I'm very happy in my marriage, and the one thing age has taught me is to never participate in a dispute I have no chance of winning.

OP states married for 1 year which has been 'tough'. Mom has cared for son for around 20 years.
Husband will likely choose mom who loved and cared for him 20 years over wife who has given him 1 'tough' year.

Only chance OP has is to up the stakes of the game by getting pregnant.


----------



## Blh547 (Sep 16, 2021)

ElwoodPDowd said:


> I'm very happy in my marriage, and the one thing age has taught me is to never participate in a dispute I have no chance of winning.
> 
> OP states married for 1 year which has been 'tough'. Mom has cared for son for around 20 years.
> Husband will likely choose mom who loved and cared for him 20 years over wife who has given him 1 'tough' year.
> ...


You appear to be a very unhealthy individual. No where in my post have I stated that I was the reason for the tough year. Nor do you know anything about what my husbands family relationships and upbringing were like. You are assuming a lot of things and giving very poor advice which could be read by people who are vulnerable or impressionable for a variety of reasons.
The pregnancy comment is disgusting.


----------



## Mr. Nail (Apr 26, 2011)

The one thing I would never do is take a cat on a 7 hour car trip.


----------



## GC1234 (Apr 15, 2020)

Blh547 said:


> Hey guys. I’m new here but I’m dealing with some big frustrations.
> My husband and I have been married for just over one year now. It’s been a tough first year with the pandemic and everything already. His mom has always been a bit stubborn and persistent but very nice to me and when she was in better health it didn’t affect me as much. I should add that she is fairly young but has Parkinson’s and in the last 6 months it has gotten a lot worse.
> The big frustrations started during our wedding planning. I think this is common but here’s what happened… she was very opinionated and wanted things we didn’t etc… we actually dealt with this ok. But then the pandemic happened and to keep this shorter I will just say that we had to continue with the legal part and decided we would plan a proper wedding with guests when restrictions were lifted. We wanted to sign the papers alone and then celebrate with everyone when we could. She flat out said no and was very manipulative. Telling my husband about how she’s getting old, he doesn’t love her, blah blah blah. We ended up having them there (and none of my family as they live close and travel wasn’t possible for my family).

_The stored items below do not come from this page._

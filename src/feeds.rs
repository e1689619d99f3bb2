//! Feed clients for the three upstream sources.
//!
//! Every client implements [`FeedClient`]: one fetch, no caching, no retry.
//! The time budget is applied by [`fetch_within`] so a slow feed surfaces as
//! [`FetchError::Timeout`] instead of stalling the cycle.

pub mod alerts;
pub mod forecast;
pub mod observation;

use std::fmt;
use std::time::Duration;

use async_trait::async_trait;
use chrono::{DateTime, NaiveDateTime, Utc};
use xmltree::{Element, XMLNode};

use crate::fetch_error::FetchError;

pub use alerts::AlertFeedClient;
pub use forecast::ForecastClient;
pub use observation::ObservationClient;

/// Which feed a client serves
#[derive(Debug, Clone, Copy, PartialEq, Eq)]
pub enum Feed {
    Forecast,
    Observation,
    Alerts,
}

impl fmt::Display for Feed {
    fn fmt(&self, f: &mut fmt::Formatter<'_>) -> fmt::Result {
        let name = match self {
            Feed::Forecast => "forecast",
            Feed::Observation => "observation",
            Feed::Alerts => "alerts",
        };
        f.write_str(name)
    }
}

#[async_trait]
pub trait FeedClient: Send + Sync {
    type Payload: Send;

    fn feed(&self) -> Feed;

    /// Fetch and parse the feed for a station or region key
    async fn fetch(&self, key: &str) -> Result<Self::Payload, FetchError>;
}

/// Runs one fetch bounded by `budget`
pub async fn fetch_within<C>(client: &C, key: &str, budget: Duration) -> Result<C::Payload, FetchError>
where
    C: FeedClient + ?Sized,
{
    match tokio::time::timeout(budget, client.fetch(key)).await {
        Ok(result) => result,
        Err(_) => Err(FetchError::Timeout(budget)),
    }
}

/// Substitutes `{placeholder}` in a URL template
pub(crate) fn expand_url(template: &str, placeholder: &str, value: &str) -> String {
    template.replace(&format!("{{{}}}", placeholder), value)
}

pub(crate) async fn get_text(client: &reqwest::Client, url: &str) -> Result<String, FetchError> {
    let response = client.get(url).send().await?.error_for_status()?;
    Ok(response.text().await?)
}

pub(crate) fn parse_xml(text: &str) -> Result<Element, FetchError> {
    Ok(Element::parse(text.as_bytes())?)
}

/// Depth-first search for the first element named `name`, root included
pub(crate) fn find_descendant<'a>(element: &'a Element, name: &str) -> Option<&'a Element> {
    if element.name == name {
        return Some(element);
    }
    element.children.iter().find_map(|node| match node {
        XMLNode::Element(child) => find_descendant(child, name),
        _ => None,
    })
}

/// All descendants named `name`, in document order
pub(crate) fn find_descendants<'a>(element: &'a Element, name: &str) -> Vec<&'a Element> {
    let mut found = Vec::new();
    collect_descendants(element, name, &mut found);
    found
}

fn collect_descendants<'a>(element: &'a Element, name: &str, found: &mut Vec<&'a Element>) {
    for node in &element.children {
        if let XMLNode::Element(child) = node {
            if child.name == name {
                found.push(child);
            }
            collect_descendants(child, name, found);
        }
    }
}

/// Direct children named `name`
pub(crate) fn children<'a>(element: &'a Element, name: &'a str) -> impl Iterator<Item = &'a Element> + 'a {
    element.children.iter().filter_map(move |node| match node {
        XMLNode::Element(child) if child.name == name => Some(child),
        _ => None,
    })
}

/// Trimmed text of a direct child; empty text counts as absent
pub(crate) fn child_text(element: &Element, name: &str) -> Option<String> {
    let text = element.get_child(name)?.get_text()?;
    let trimmed = text.trim();
    if trimmed.is_empty() {
        None
    } else {
        Some(trimmed.to_string())
    }
}

/// Numeric child value. Accepts a decimal comma; anything unparseable is absent.
pub(crate) fn child_f64(element: &Element, name: &str) -> Option<f64> {
    child_text(element, name)?.replace(',', ".").parse::<f64>().ok()
}

/// Parses the `YYYY-MM-DD HH:MM:SS` UTC timestamps used by the weather XML
pub(crate) fn parse_feed_time(value: &str) -> Result<DateTime<Utc>, FetchError> {
    let naive = NaiveDateTime::parse_from_str(value.trim(), "%Y-%m-%d %H:%M:%S")
        .map_err(|e| FetchError::MalformedPayload(format!("bad timestamp '{}': {}", value, e)))?;
    Ok(DateTime::<Utc>::from_naive_utc_and_offset(naive, Utc))
}

/// Whether a `<station valid="...">` element reports usable data
pub(crate) fn station_is_valid(station: &Element) -> bool {
    station
        .attributes
        .get("valid")
        .map(|v| v.trim() != "0")
        .unwrap_or(true)
}
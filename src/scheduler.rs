use tokio::task::JoinHandle;
use tokio::time::{self, MissedTickBehavior};
use tracing::{debug, error, info, instrument, warn};

use crate::coordinator::{Coordinator, CycleOutcome};
use crate::feeds::FeedClient;
use crate::models::{RawAlert, RawForecastPoint, RawObservation};

/// Periodic refresh of one coordinator with an explicit start/stop lifecycle
pub struct RefreshTask {
    handle: JoinHandle<()>,
}

impl RefreshTask {
    /// Spawns the refresh loop. The first cycle runs immediately.
    pub fn start<F, O, A>(coordinator: Coordinator<F, O, A>) -> Self
    where
        F: FeedClient<Payload = Vec<RawForecastPoint>> + 'static,
        O: FeedClient<Payload = RawObservation> + 'static,
        A: FeedClient<Payload = Vec<RawAlert>> + 'static,
    {
        let handle = tokio::spawn(async move {
            start_refresh_scheduler(coordinator).await;
        });
        Self { handle }
    }

    pub fn is_running(&self) -> bool {
        !self.handle.is_finished()
    }

    /// Stops the loop. An in-flight cycle is abandoned and publishes nothing.
    pub async fn stop(self) {
        self.handle.abort();
        match self.handle.await {
            Err(e) if e.is_cancelled() => info!("Refresh task stopped"),
            Err(e) => error!("Refresh task ended abnormally: {}", e),
            Ok(()) => info!("Refresh task finished"),
        }
    }
}

/// Runs refresh cycles forever on the coordinator's interval.
///
/// Cycles never overlap: a cycle that overruns the interval makes the
/// scheduler skip the missed ticks.
#[instrument(skip(coordinator), fields(station_id = %coordinator.station_id()))]
pub async fn start_refresh_scheduler<F, O, A>(mut coordinator: Coordinator<F, O, A>)
where
    F: FeedClient<Payload = Vec<RawForecastPoint>>,
    O: FeedClient<Payload = RawObservation>,
    A: FeedClient<Payload = Vec<RawAlert>>,
{
    let period = coordinator.settings().refresh_interval;
    let mut interval = time::interval(period);
    interval.set_missed_tick_behavior(MissedTickBehavior::Skip);

    info!("Refresh scheduler started with {:?} interval", period);

    loop {
        interval.tick().await;
        debug!("Scheduler tick - starting refresh cycle");

        match coordinator.refresh().await {
            Ok(CycleOutcome::Published { degraded: false }) => {
                debug!("Refresh cycle published a fresh snapshot");
            }
            Ok(CycleOutcome::Published { degraded: true }) => {
                warn!("Refresh cycle published a degraded snapshot");
            }
            Ok(CycleOutcome::Retained) => {
                warn!("Refresh cycle failed, previous snapshot retained");
            }
            Err(e) => {
                error!("Refresh cycle failed: {}", e);
            }
        }
    }
}
use async_trait::async_trait;
use tracing::{debug, instrument};

use crate::conditions::compass_bearing;
use crate::fetch_error::FetchError;
use crate::feeds::{
    child_f64, child_text, expand_url, find_descendant, get_text, parse_feed_time, parse_xml,
    station_is_valid, Feed, FeedClient,
};
use crate::models::RawObservation;

pub const DEFAULT_OBSERVATION_URL: &str =
    "https://xmlweather.vedur.is/?op_w=xml&type=obs&lang=en&view=xml&ids={station_id}";

/// Client for the station observation XML feed
#[derive(Clone)]
pub struct ObservationClient {
    client: reqwest::Client,
    url_template: String,
}

impl ObservationClient {
    pub fn new(url_template: String) -> Self {
        Self {
            client: reqwest::Client::new(),
            url_template,
        }
    }

    #[instrument(skip(self, xml), fields(xml_size = xml.len()))]
    pub fn parse_observation(&self, station_id: &str, xml: &str) -> Result<RawObservation, FetchError> {
        let root = parse_xml(xml)?;
        let station = find_descendant(&root, "station")
            .ok_or_else(|| FetchError::MalformedPayload("no <station> element".to_string()))?;

        if !station_is_valid(station) {
            debug!("Station {} has no observation data", station_id);
            return Err(FetchError::EmptyResult(station_id.to_string()));
        }

        // Stations without sensors report an empty record with no time
        let time = child_text(station, "time");

        let observation = RawObservation {
            observed_at: Default::default(),
            temperature: child_f64(station, "T"),
            humidity: child_f64(station, "RH"),
            pressure: child_f64(station, "P"),
            wind_speed: child_f64(station, "F"),
            wind_gust: child_f64(station, "FG"),
            wind_direction: child_text(station, "D").as_deref().and_then(compass_bearing),
            precipitation: child_f64(station, "R"),
            cloud_cover: child_f64(station, "N"),
            dew_point: child_f64(station, "TD"),
            visibility: child_f64(station, "V"),
            condition_text: child_text(station, "W"),
        };

        if observation.is_empty() {
            return Err(FetchError::EmptyResult(station_id.to_string()));
        }

        let time = time.ok_or_else(|| {
            FetchError::MalformedPayload("observation has readings but no <time>".to_string())
        })?;

        Ok(RawObservation {
            observed_at: parse_feed_time(&time)?,
            ..observation
        })
    }
}

#[async_trait]
impl FeedClient for ObservationClient {
    type Payload = RawObservation;

    fn feed(&self) -> Feed {
        Feed::Observation
    }

    #[instrument(skip(self), fields(feed = "observation"))]
    async fn fetch(&self, station_id: &str) -> Result<RawObservation, FetchError> {
        let url = expand_url(&self.url_template, "station_id", station_id);
        debug!("Requesting observation from {}", url);
        let xml = get_text(&self.client, &url).await?;
        debug!("Retrieved observation XML, size: {} bytes", xml.len());
        self.parse_observation(station_id, &xml)
    }
}

#[cfg(test)]
mod tests {
    use super::*;

    fn client() -> ObservationClient {
        ObservationClient::new(DEFAULT_OBSERVATION_URL.to_string())
    }

    #[test]
    fn test_parse_observation() {
        let xml = r#"<observations>
          <station id="1" valid="1">
            <name>Reykjavík</name>
            <time>2025-01-10 12:00:00</time>
            <err></err>
            <F>4</F><FX>6</FX><FG>9</FG><D>NA</D><T>5,2</T><W>Skýjað</W>
            <V>40</V><N>88</N><P>1003</P><RH>81</RH><TD>2.1</TD><R></R>
          </station>
        </observations>"#;

        let obs = client().parse_observation("1", xml).unwrap();
        assert_eq!(obs.observed_at.to_rfc3339(), "2025-01-10T12:00:00+00:00");
        assert_eq!(obs.temperature, Some(5.2));
        assert_eq!(obs.wind_speed, Some(4.0));
        assert_eq!(obs.wind_gust, Some(9.0));
        assert_eq!(obs.wind_direction, Some(45.0));
        assert_eq!(obs.humidity, Some(81.0));
        assert_eq!(obs.pressure, Some(1003.0));
        assert_eq!(obs.cloud_cover, Some(88.0));
        assert_eq!(obs.dew_point, Some(2.1));
        assert_eq!(obs.visibility, Some(40.0));
        assert_eq!(obs.condition_text.as_deref(), Some("Skýjað"));
        // Empty element is absent, not zero
        assert_eq!(obs.precipitation, None);
    }

    #[test]
    fn test_parse_observation_partial_station() {
        let xml = r#"<observations><station id="31572" valid="1">
            <time>2025-01-10 12:00:00</time><T>-3.5</T><F>11</F>
        </station></observations>"#;

        let obs = client().parse_observation("31572", xml).unwrap();
        assert_eq!(obs.temperature, Some(-3.5));
        assert_eq!(obs.humidity, None);
        assert_eq!(obs.pressure, None);
        assert_eq!(obs.condition_text, None);
    }

    #[test]
    fn test_parse_observation_without_readings_is_empty() {
        let xml = r#"<observations><station id="1" valid="1"><name>X</name><time></time></station></observations>"#;
        assert!(matches!(
            client().parse_observation("1", xml),
            Err(FetchError::EmptyResult(_))
        ));
    }

    #[test]
    fn test_parse_observation_invalid_station_is_empty() {
        let xml = r#"<observations><station id="1" valid="0"><err>No data</err></station></observations>"#;
        assert!(matches!(
            client().parse_observation("1", xml),
            Err(FetchError::EmptyResult(_))
        ));
    }

    #[test]
    fn test_parse_observation_missing_time_is_malformed() {
        let xml = r#"<observations><station id="1" valid="1"><T>1</T></station></observations>"#;
        assert!(matches!(
            client().parse_observation("1", xml),
            Err(FetchError::MalformedPayload(_))
        ));
    }
}
//! Aggregation coordinator: one refresh cycle per call, one published
//! snapshot per station.
//!
//! The coordinator exclusively owns the current [`WeatherSnapshot`]. A cycle
//! fetches all three feeds concurrently, waits for every one of them to
//! settle, merges what arrived and then publishes the new snapshot in a single
//! step. Readers hold a [`SnapshotReader`] and always see one complete
//! snapshot.

use std::sync::Arc;
use std::time::Duration;

use chrono::{DateTime, FixedOffset, Utc};
use serde::Serialize;
use tokio::sync::watch;
use tracing::{debug, error, info, instrument, warn};

use crate::alerts::{process_alerts, retain_active};
use crate::config::{utc, DEFAULT_ALERT_LANGUAGE, DEFAULT_ALERT_REGION};
use crate::fetch_error::{FetchError, FetchErrorKind};
use crate::feeds::{fetch_within, FeedClient};
use crate::merge::{build_series, hourly_window, merge_current};
use crate::models::{
    FeedStatus, FeedStatuses, RawAlert, RawForecastPoint, RawObservation, StationId,
    WeatherSnapshot,
};

#[derive(Debug, Clone)]
pub struct CoordinatorSettings {
    pub alert_language: String,
    pub alert_region: String,
    pub refresh_interval: Duration,
    /// Budget for each feed call, independent of the others
    pub fetch_timeout: Duration,
    /// Station-local offset used for daily aggregation
    pub utc_offset: FixedOffset,
}

impl Default for CoordinatorSettings {
    fn default() -> Self {
        Self {
            alert_language: DEFAULT_ALERT_LANGUAGE.to_string(),
            alert_region: DEFAULT_ALERT_REGION.to_string(),
            refresh_interval: Duration::from_secs(10 * 60),
            fetch_timeout: Duration::from_secs(20),
            utc_offset: utc(),
        }
    }
}

/// Where the coordinator is within a refresh cycle
#[derive(Debug, Clone, Copy, PartialEq, Eq, Serialize)]
#[serde(rename_all = "snake_case")]
pub enum CycleState {
    Idle,
    Fetching,
    Merging,
    PartialFailure,
    TotalFailure,
    Published,
    Retained,
}

#[derive(Debug, Clone, Copy, PartialEq, Eq)]
pub enum CycleOutcome {
    /// A new snapshot replaced the previous one
    Published { degraded: bool },
    /// Every feed failed; the previous snapshot stays current
    Retained,
}

#[derive(Debug, thiserror::Error)]
pub enum CoordinatorError {
    #[error("No weather data available for station {0}")]
    NoDataAvailable(StationId),
}

type SnapshotSlot = Option<Arc<WeatherSnapshot>>;

/// Read-only handle on the published snapshot
#[derive(Clone)]
pub struct SnapshotReader {
    receiver: watch::Receiver<SnapshotSlot>,
    statuses: watch::Receiver<FeedStatuses>,
}

impl SnapshotReader {
    /// The latest complete snapshot, if one was ever published
    pub fn snapshot(&self) -> Option<Arc<WeatherSnapshot>> {
        self.receiver.borrow().clone()
    }

    pub fn has_snapshot(&self) -> bool {
        self.receiver.borrow().is_some()
    }

    /// Per-feed outcomes as of the latest cycle, published or not
    pub fn feed_statuses(&self) -> FeedStatuses {
        self.statuses.borrow().clone()
    }

    /// Waits for the next publish. Returns false once the coordinator is gone.
    pub async fn changed(&mut self) -> bool {
        self.receiver.changed().await.is_ok()
    }
}

pub struct Coordinator<F, O, A> {
    station_id: StationId,
    settings: CoordinatorSettings,
    forecast_client: F,
    observation_client: O,
    alert_client: A,
    publisher: watch::Sender<SnapshotSlot>,
    status_publisher: watch::Sender<FeedStatuses>,
    feeds: FeedStatuses,
    state: CycleState,
}

impl<F, O, A> Coordinator<F, O, A>
where
    F: FeedClient<Payload = Vec<RawForecastPoint>>,
    O: FeedClient<Payload = RawObservation>,
    A: FeedClient<Payload = Vec<RawAlert>>,
{
    pub fn new(
        station_id: StationId,
        settings: CoordinatorSettings,
        forecast_client: F,
        observation_client: O,
        alert_client: A,
    ) -> Self {
        let (publisher, _) = watch::channel(None);
        let (status_publisher, _) = watch::channel(FeedStatuses::default());
        Self {
            station_id,
            settings,
            forecast_client,
            observation_client,
            alert_client,
            publisher,
            status_publisher,
            feeds: FeedStatuses::default(),
            state: CycleState::Idle,
        }
    }

    pub fn station_id(&self) -> &StationId {
        &self.station_id
    }

    pub fn settings(&self) -> &CoordinatorSettings {
        &self.settings
    }

    pub fn state(&self) -> CycleState {
        self.state
    }

    /// Outcome history of each feed, including cycles that published nothing
    pub fn feed_statuses(&self) -> &FeedStatuses {
        &self.feeds
    }

    pub fn subscribe(&self) -> SnapshotReader {
        SnapshotReader {
            receiver: self.publisher.subscribe(),
            statuses: self.status_publisher.subscribe(),
        }
    }

    pub fn snapshot(&self) -> Option<Arc<WeatherSnapshot>> {
        self.publisher.borrow().clone()
    }

    pub async fn refresh(&mut self) -> Result<CycleOutcome, CoordinatorError> {
        self.refresh_at(Utc::now()).await
    }

    /// Runs one refresh cycle as of `now`
    #[instrument(skip(self), fields(station_id = %self.station_id))]
    pub async fn refresh_at(&mut self, now: DateTime<Utc>) -> Result<CycleOutcome, CoordinatorError> {
        self.state = CycleState::Fetching;
        let budget = self.settings.fetch_timeout;
        let station = self.station_id.as_str();

        debug!("Fetching forecast, observation and alert feeds");
        let (forecast, observation, alerts) = tokio::join!(
            fetch_within(&self.forecast_client, station, budget),
            fetch_within(&self.observation_client, station, budget),
            fetch_within(&self.alert_client, &self.settings.alert_region, budget),
        );

        record(&mut self.feeds.forecast, "forecast", &forecast, now);
        record(&mut self.feeds.observation, "observation", &observation, now);
        record(&mut self.feeds.alerts, "alerts", &alerts, now);
        self.status_publisher.send_replace(self.feeds.clone());

        let previous = self.publisher.borrow().clone();

        if forecast.is_err() && observation.is_err() && alerts.is_err() {
            self.state = CycleState::TotalFailure;
            return match previous {
                Some(prior) => {
                    warn!("All feeds failed, keeping previous snapshot");
                    self.expire_retained_alerts(&prior, now);
                    self.state = CycleState::Retained;
                    Ok(CycleOutcome::Retained)
                }
                None => {
                    error!("All feeds failed and no earlier snapshot exists");
                    Err(CoordinatorError::NoDataAvailable(self.station_id.clone()))
                }
            };
        }

        let (series, forecast_failed) = match forecast {
            Ok(points) => (build_series(points, now, self.settings.utc_offset), false),
            Err(_) => match previous.as_deref() {
                Some(prior) => {
                    warn!("Forecast unavailable, reusing series from {}", prior.forecast.fetched_at);
                    let mut series = prior.forecast.clone();
                    series.stale = true;
                    (series, true)
                }
                None => {
                    self.state = CycleState::TotalFailure;
                    error!("Forecast unavailable and no earlier snapshot exists");
                    return Err(CoordinatorError::NoDataAvailable(self.station_id.clone()));
                }
            },
        };

        self.state = if forecast_failed {
            CycleState::PartialFailure
        } else {
            CycleState::Merging
        };

        let interval = chrono_interval(self.settings.refresh_interval);
        let observation = observation.ok();
        let current = merge_current(observation.as_ref(), &series, now, interval);
        let hourly = hourly_window(&series, now);

        let (alert_list, alert_warnings) = match alerts {
            Ok(raw) => {
                let processed = process_alerts(&raw, &self.settings.alert_language, now);
                (processed.alerts, processed.warnings)
            }
            Err(_) => match previous.as_deref() {
                Some(prior) => {
                    debug!("Keeping {} alerts from the previous cycle", prior.alerts.len());
                    (retain_active(&prior.alerts, now), prior.alert_warnings)
                }
                None => (Vec::new(), 0),
            },
        };

        // Only a reused forecast can be stale
        let degraded = forecast_failed;

        let snapshot = WeatherSnapshot {
            station_id: self.station_id.clone(),
            current,
            forecast: series,
            hourly,
            alerts: alert_list,
            created_at: now,
            degraded,
            feeds: self.feeds.clone(),
            alert_warnings,
        };

        info!(
            degraded,
            alerts = snapshot.alerts.len(),
            forecast_points = snapshot.forecast.points.len(),
            "Publishing weather snapshot"
        );
        self.publisher.send_replace(Some(Arc::new(snapshot)));
        self.state = CycleState::Published;

        Ok(CycleOutcome::Published { degraded })
    }

    /// Drops alerts that ran out while every feed was failing. The rest of
    /// the retained snapshot, including its timestamp, is left untouched.
    fn expire_retained_alerts(&self, prior: &Arc<WeatherSnapshot>, now: DateTime<Utc>) {
        let alerts = retain_active(&prior.alerts, now);
        if alerts.len() == prior.alerts.len() {
            return;
        }

        info!(
            expired = prior.alerts.len() - alerts.len(),
            "Removing expired alerts from retained snapshot"
        );
        let mut snapshot = prior.as_ref().clone();
        snapshot.alerts = alerts;
        self.publisher.send_replace(Some(Arc::new(snapshot)));
    }
}

fn record<T>(status: &mut FeedStatus, feed: &str, result: &Result<T, FetchError>, now: DateTime<Utc>) {
    match result {
        Ok(_) => {
            status.last_success = Some(now);
            status.last_error = None;
        }
        Err(e) => {
            match e.kind() {
                FetchErrorKind::EmptyResult => debug!("{} feed returned no data: {}", feed, e),
                _ => warn!("{} feed failed: {}", feed, e),
            }
            status.last_error = Some(e.to_string());
        }
    }
}

fn chrono_interval(interval: Duration) -> chrono::Duration {
    chrono::Duration::from_std(interval).unwrap_or_else(|_| chrono::Duration::minutes(10))
}
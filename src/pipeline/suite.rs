//! Plain test suite runs

use super::{run_pass, Pass, Project};
use crate::common::Result;
use crate::exec::ProcessRunner;

/// Run the test suite and return the combined runner output
///
/// The integration pass runs first, and only when requested and the
/// integration directory exists. The unit pass always runs. Each pass leaves
/// a profile and its XML report in the coverage directory; the first failure
/// aborts the run.
pub async fn run_tests(
    project: &Project,
    runner: &dyn ProcessRunner,
    integration: bool,
) -> Result<String> {
    project.prepare(runner)?;
    let mut combined = String::new();

    if integration {
        if project.has_integration_tests() {
            let pass = run_pass(project, runner, Pass::Integration).await?;
            combined.push_str(&pass.output);
        } else {
            tracing::info!(
                dir = %project.config.layout.integration_dir.display(),
                "No integration test directory, skipping integration tests"
            );
        }
    }

    let pass = run_pass(project, runner, Pass::Unit).await?;
    combined.push_str(&pass.output);

    Ok(combined)
}
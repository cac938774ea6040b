//! Process runner implementations

use std::io;
use std::process::Stdio;

use async_trait::async_trait;
use colored::Colorize;
use tokio::io::AsyncWriteExt;
use tokio::process::Command;

use super::{Invocation, Output, ProcessRunner};
use crate::common::{Error, Result};

/// Spawns real processes and waits for them to exit
#[derive(Debug, Default, Clone, Copy)]
pub struct SystemRunner;

#[async_trait]
impl ProcessRunner for SystemRunner {
    async fn run(&self, invocation: &Invocation) -> Result<Output> {
        tracing::info!(step = %invocation.step, "Running {}", invocation.program);
        tracing::debug!(cwd = %invocation.cwd.display(), "$ {}", invocation);

        let mut cmd = Command::new(&invocation.program);
        cmd.args(&invocation.args)
            .current_dir(&invocation.cwd)
            .stdin(if invocation.input.is_some() {
                Stdio::piped()
            } else {
                Stdio::null()
            })
            .stdout(Stdio::piped())
            .stderr(Stdio::piped())
            .kill_on_drop(true);

        let mut child = cmd
            .spawn()
            .map_err(|e| Error::tool_spawn(&invocation.step, &invocation.program, e))?;

        // Feed stdin concurrently so a chatty child cannot fill its stdout pipe
        // while we are still writing.
        let writer = match (child.stdin.take(), invocation.input.clone()) {
            (Some(mut stdin), Some(input)) => Some(tokio::spawn(async move {
                stdin.write_all(&input).await?;
                stdin.shutdown().await
            })),
            _ => None,
        };

        let output = child
            .wait_with_output()
            .await
            .map_err(|e| Error::tool_spawn(&invocation.step, &invocation.program, e))?;

        if let Some(writer) = writer {
            let written = match writer.await {
                Ok(result) => result,
                Err(e) => Err(io::Error::other(e)),
            };
            match written {
                // The child may legitimately exit without reading all input;
                // its exit status decides.
                Ok(()) => {}
                Err(e) if e.kind() == io::ErrorKind::BrokenPipe => {}
                Err(e) => return Err(Error::tool_spawn(&invocation.step, &invocation.program, e)),
            }
        }

        let code = output.status.code();
        tracing::debug!(step = %invocation.step, ?code, stdout_bytes = output.stdout.len(), "Process exited");

        if !output.status.success() {
            return Err(Error::tool_failed(
                &invocation.step,
                code,
                &output.stdout,
                &output.stderr,
            ));
        }

        Ok(Output {
            code,
            stdout: output.stdout,
            stderr: output.stderr,
        })
    }
}

/// Prints each invocation instead of running it
#[derive(Debug, Default, Clone, Copy)]
pub struct DryRunRunner;

#[async_trait]
impl ProcessRunner for DryRunRunner {
    async fn run(&self, invocation: &Invocation) -> Result<Output> {
        println!(
            "{} {}",
            format!("[{}]", invocation.step).cyan(),
            invocation.to_string().dimmed()
        );
        Ok(Output {
            code: Some(0),
            ..Output::default()
        })
    }

    fn is_dry_run(&self) -> bool {
        true
    }
}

Sure, I dealt with it even though it felt very strange and one sided. But on top of that we asked that there be no celebrations planned or presents. Besides the legal part which we sort of had to do, we wanted to save everything for a wedding with everyone that felt as normal as possible. But then she went ahead and planned a dinner/ evening involving some of my husbands family members who came from out of town for it and even a couple of her friends who aren’t even related (and also came from out of town). And there were presents. This made me feel disrespected because it was all exactly what I didn’t want and I ended up feeling hurt that it felt like I had a little wedding without anyone there for me.
> SO now, my husband is finishing up his university program which has been very demanding and requires most of his time. We haven’t had a lot of time together and we haven’t been anywhere together for a weekend or anything in over a year. It’s been hard but we’ve just been looking forward to when he’s done/has some time to get some romance in. On top of his very demanding work and school this summer his mother has had two falls resulting in two emergency surgeries. One was a hip replacement. We tried to talk to her about walking on the stairs before this but she was too stubborn and wouldn’t listen. Now even after this whole ordeal she is still walking the stairs which is a huge risk and she won’t listen. It’s causing a lot of stress and she requires a lot of help. The problem is, she is still in her 50s, and it seems there’s no way to force her. Now next month for the first time in forever my husband will have a week or so where he will be free. We had tossed out the idea of a getaway but didn’t plan anything.
> ...


My husband is just like yours...has no guts when it comes to laying down a boundary with their side of the family. It seems like your mother in law needs to learn a lesson, and so does your husband. Either you both DON'T go on her planned vacation, or he can go without you. You're not expected to go anywhere with them. Plan your couple vacation, as you have the right to do. DO NOT cave or give in to his or her pleas to go on this family vacation. She'll probably dislike you for it I'm sure, but stay above all that. Don't even be angry at your husband for going if he chooses to go, so long as he is not angry with you for not going. 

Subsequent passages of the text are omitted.